Модель господдержки науки и культуры, которая сложилась в конце 80-х - начале 90-х годов прошлого столетия не то, чтобы исчерпала себя, но обнаружила изъяны, которые не удовлетворяли ни власть, ни ученых с художниками. Речь не о свободе творчества, которая защищена Конституцией, да и самой природой художественных и научных инноваций, а о более прозаических вещах. Система госзакупок на конкурсной основе, которую начали опробовать почти 20 лет назад, претерпевшая за это время множество модификаций, в сфере творчества оказалась не самой удачной по целому ряду причин. Власть - в лице культурных и научных ведомств - должна было придумывать головоломные бюрократические ходы, чтобы получить возможность финансировать те научные исследования, произведения искусства, которые удовлетворяли бы интересы государства в различных сферах - от оборонной промышленности до кинематографа. Творцы, справедливо настаивая на своей уникальности, старались добиться финансирования своих проектов, обходя все нормативные документах о тендерах, торгах и аукционах. Не собираюсь морочить читателя юридическими умствованиями. Ясно одно: сегодня обнаружилась общая усталость от тендеров на создание патриотических произведений (соревнование в патриотизме - это что-то из Салтыкова-Щедрина), равно как и от вымороченных конкурсов на право заниматься искусством для искусства. Впрочем, всегда довольно сложно понять, где больше патриотизма - в сочинениях Михаила Лермонтова или Нестора Кукольника. Завидую людям, твердо уверенным в том, что искусство принадлежит народу, не исключено, что искусство принадлежит искусству, так же как наука - науке.
Но в любом случае, механизм принятия решений о распределении средств вызывает множество вопросов и рождает не меньше проблем. Когда профильный министр или его заместители говорят, что они лучше знают на что и как выделять финансирование, - в этом, безусловно, есть логика. При одном условии, - если определены стратегические векторы развития не только науки и культуры, но собственно страны, народа, государства. Военная (или оборонная, кому как нравится) доминанта советской индустрии предопределила два с половиной безусловно успешных проекта отечественной науки - ядерный, космический, и в известной степени авиационный, которые вытащили многие научные дисциплины, включая биологию, химию и медицину, и одновременно повлияли на качество образования и культуру. Но не надо быть сверхэрудированным историком, чтобы знать, - долгое время власть предержащие - и в Советском Союзе, равно, как и в других странах Европы и Америки, относились к фундаментальным исследованиям, предопределившим прорывы в физике, математике, биологии, не то, что равнодушно, но и вовсе подозрительно. Дело не только в идеологических шорах (хотя и в них тоже), - просто политики и бюрократы мыслят в лучшем случае среднесрочно, они зависят от настроений избирателя, которым не всегда можно объяснить, зачем содержать ученых с их адронным коллайдером. Еще труднее понять, что они делают у себя в кабинетах, решая нерешенные или нерешаемые теоремы. Тем более, что открытия в биологии, к примеру, порождают проблемы, не вписывающиеся в рамки традиционных этических и конфессиональных систем.

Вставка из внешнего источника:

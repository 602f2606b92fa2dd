#![deny(
    unsafe_code,
    missing_docs,
    dead_code,
    unused_results,
    non_snake_case,
    unreachable_pub
)]

//! Wave director driving round progression for a co-op survival session.
//!
//! The director owns the round state and advances it only when the caller
//! ticks it through [`WaveDirector::update`]. Everything it needs from the
//! host (enemy creation, the player registry, spawn points and cues) is lent
//! per call through [`Collaborators`]; enemy deaths are learned exclusively
//! through [`WaveDirector::on_enemy_died`].

mod config;
mod snapshot;

use std::{collections::HashSet, time::Duration};

use last_stand_core::{Collaborators, EnemyArchetype, EnemyId, Event, RoundState};
use last_stand_system_respawn::Respawn;
use last_stand_system_spawning::Spawning;
use last_stand_system_wave_generation::{enemy_count, PlanOutcome, PoolResolution, SpawnPlan};
use rand::{RngCore, SeedableRng};
use rand_chacha::ChaCha8Rng;
use tracing::{debug, error, info, warn};

pub use config::{DirectorConfig, DirectorError};
pub use last_stand_system_respawn::RespawnConfig;
pub use last_stand_system_spawning::{PacingConfig, PacingMode};
pub use last_stand_system_wave_generation::PoolFallback;
pub use snapshot::{DirectorSnapshot, Phase};

/// Round state machine that paces enemy spawns and respawns players.
#[derive(Debug)]
pub struct WaveDirector {
    config: DirectorConfig,
    archetypes: Vec<EnemyArchetype>,
    state: RoundState,
    plan: SpawnPlan,
    spawning: Spawning,
    respawn: Respawn,
    rng: ChaCha8Rng,
    seed: u64,
    pause_elapsed: Duration,
    live: HashSet<EnemyId>,
    stalled: bool,
}

impl WaveDirector {
    /// Creates a director that has not started its first round yet.
    pub fn new(
        config: DirectorConfig,
        archetypes: Vec<EnemyArchetype>,
    ) -> Result<Self, DirectorError> {
        config.validate()?;
        config::validate_archetypes(&archetypes)?;

        let seed = config
            .rng_seed
            .unwrap_or_else(|| ChaCha8Rng::from_entropy().next_u64());

        Ok(Self {
            spawning: Spawning::new(config.pacing),
            respawn: Respawn::new(config.respawn),
            rng: ChaCha8Rng::seed_from_u64(seed),
            seed,
            config,
            archetypes,
            state: RoundState::default(),
            plan: SpawnPlan::default(),
            pause_elapsed: Duration::ZERO,
            live: HashSet::new(),
            stalled: false,
        })
    }

    /// Starts round one. Calling it again after the session began does nothing.
    pub fn initialize(&mut self, collaborators: &mut Collaborators<'_>, out: &mut Vec<Event>) {
        if self.state.round() != 0 {
            debug!(round = self.state.round(), "director already initialised");
            return;
        }

        info!(
            seed = self.seed,
            archetypes = self.archetypes.len(),
            "wave director initialised"
        );
        self.start_round(collaborators, out);
    }

    /// Prepares the next round and enters its inter-round pause.
    ///
    /// The enemy count is computed from the players standing before downed
    /// players are respawned.
    pub fn start_round(&mut self, collaborators: &mut Collaborators<'_>, out: &mut Vec<Event>) {
        let round = self.state.round().saturating_add(1);
        let strength = if round > 1 {
            self.state.strength() * self.config.growth_factor
        } else {
            self.state.strength()
        };
        let players = collaborators.players.living_count();
        let target = enemy_count(round, players);

        if !self.live.is_empty() {
            warn!(
                round,
                stale = self.live.len(),
                "previous round still had live enemies; their deaths will not count"
            );
            self.live.clear();
        }
        self.state.begin(round, target, strength);
        self.pause_elapsed = Duration::ZERO;
        self.stalled = false;
        out.push(Event::RoundStarted {
            round,
            target,
            strength,
        });

        let PlanOutcome { plan, pool } = SpawnPlan::build(
            round,
            target,
            &self.archetypes,
            self.config.pool_fallback,
            &mut self.rng,
        );
        self.plan = plan;
        match pool {
            PoolResolution::InWindow(available) => {
                debug!(round, available, "archetype pool resolved");
            }
            PoolResolution::FellBack(available) => {
                warn!(
                    round,
                    available, "no archetype window covers the round; sampling every archetype"
                );
                out.push(Event::ArchetypePoolFallback { round });
            }
            PoolResolution::Empty => {
                error!(round, target, "no archetype available; round stalled");
                self.stalled = true;
                out.push(Event::RoundStalled { round, target });
            }
        }

        let summary = self
            .respawn
            .process(round, &mut *collaborators.players, &mut self.rng, out);

        info!(
            round,
            target,
            strength,
            players,
            respawned = summary.respawned,
            "round started"
        );
    }

    /// Advances the director by one tick of length `dt`.
    pub fn update(
        &mut self,
        dt: Duration,
        collaborators: &mut Collaborators<'_>,
        out: &mut Vec<Event>,
    ) {
        if self.state.round() == 0 {
            return;
        }

        if !self.state.is_active() {
            self.pause_elapsed = self.pause_elapsed.saturating_add(dt);
            if self.pause_elapsed >= self.config.round_delay {
                self.state.activate();
                self.spawning.reset();
                info!(round = self.state.round(), "round activated");
                out.push(Event::RoundActivated {
                    round: self.state.round(),
                });
            }
            return;
        }

        if !self.state.spawning_finished() {
            let first_new = out.len();
            let _ = self.spawning.handle(
                dt,
                &mut self.state,
                &mut self.plan,
                &self.archetypes,
                &mut self.rng,
                collaborators,
                out,
            );
            for event in &out[first_new..] {
                if let Event::EnemySpawned { enemy, .. } = event {
                    let _ = self.live.insert(*enemy);
                }
            }
            return;
        }

        if self.state.is_cleared() {
            let round = self.state.round();
            info!(round, killed = self.state.dead(), "round cleared");
            out.push(Event::RoundCleared { round });
            self.start_round(collaborators, out);
        }
    }

    /// Records the death of an enemy spawned by this director.
    ///
    /// Returns `false` when the handle is unknown or was already reported.
    pub fn on_enemy_died(&mut self, enemy: EnemyId) -> bool {
        if !self.live.remove(&enemy) {
            debug!(enemy = enemy.get(), "ignoring death of unknown enemy");
            return false;
        }
        self.state.record_death()
    }

    /// Forwards every enemy death contained in `events`.
    ///
    /// Returns the number of deaths that were counted.
    pub fn observe(&mut self, events: &[Event]) -> u32 {
        let mut counted = 0;
        for event in events {
            if let Event::EnemyKilled { enemy } = event {
                if self.on_enemy_died(*enemy) {
                    counted += 1;
                }
            }
        }
        counted
    }

    /// Current round; zero until [`WaveDirector::initialize`] runs.
    #[must_use]
    pub const fn round(&self) -> u32 {
        self.state.round()
    }

    /// Stage of the current round.
    #[must_use]
    pub fn phase(&self) -> Phase {
        if !self.state.is_active() {
            Phase::Pausing
        } else if !self.state.spawning_finished() {
            Phase::Spawning
        } else {
            Phase::Draining
        }
    }

    /// Counters of the current round.
    #[must_use]
    pub const fn state(&self) -> &RoundState {
        &self.state
    }

    /// Spawns still planned for the current round.
    #[must_use]
    pub const fn plan(&self) -> &SpawnPlan {
        &self.plan
    }

    /// Configuration the director was created with.
    #[must_use]
    pub const fn config(&self) -> &DirectorConfig {
        &self.config
    }

    /// Seed of the random source; reuse it as `rng_seed` to replay a session.
    #[must_use]
    pub const fn seed(&self) -> u64 {
        self.seed
    }

    /// Reports whether the current round can never complete.
    #[must_use]
    pub const fn is_stalled(&self) -> bool {
        self.stalled
    }

    /// Point-in-time copy of the director's counters.
    #[must_use]
    pub fn snapshot(&self) -> DirectorSnapshot {
        DirectorSnapshot {
            round: self.state.round(),
            phase: self.phase(),
            target: self.state.target(),
            spawned: self.state.spawned(),
            alive: self.state.alive(),
            dead: self.state.dead(),
            strength: self.state.strength(),
            planned_tiers: self.plan.tier_histogram(),
            total_killed: self.state.total_killed(),
            stalled: self.stalled,
        }
    }
}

Бюрократы всегда говорят от лица налогоплательщиков, - но так же, как большинство налогоплательщиков, они живут в мире устойчивых, устоявшихся знаний. А потому - устаревших и явно недостаточных для понимания современного мира. Госзаказ - в науке или в культуре, пусть и блестяще сформулированный (что, замечу, бывает нечасто), всегда ориентируется на наличное знание. Госзаказ - сфера известного (верно или превратно понимаемого), подлинные наука и искусство - сфера неведомого, пространство свободы. Фундаментальные открытия, творческие прорывы часто совершаются в полемике с устоявшимися представлениями о мире. Открытие прежде неизвестного, не вписывающегося в привычное знание, - в этом и состоит миссия творцов. Замечу, что научные открытия и творческие откровения чаще всего встречают в штыки хранители обывательского здравого смысла, - видят в нем угрозу, а не стимул к развитию. Впрочем, со временем любое открытие становится частью общепризнанных знаний. Повторяю банальности, общие места, но, похоже, о них подзабыли.
В современной стратегии развития науки и культуры необходимо учитывать все эти - противоречивые - обстоятельства. Высокомерие всезнайства - лишь свидетельство ограниченного знания, некомпетентности. Увы, все это бывает присуще не только бюрократам, но и людям творческих и научных профессий. Впрочем, подобный конфликт интересов - и есть то силовое поле, в котором может родиться необходимая истина.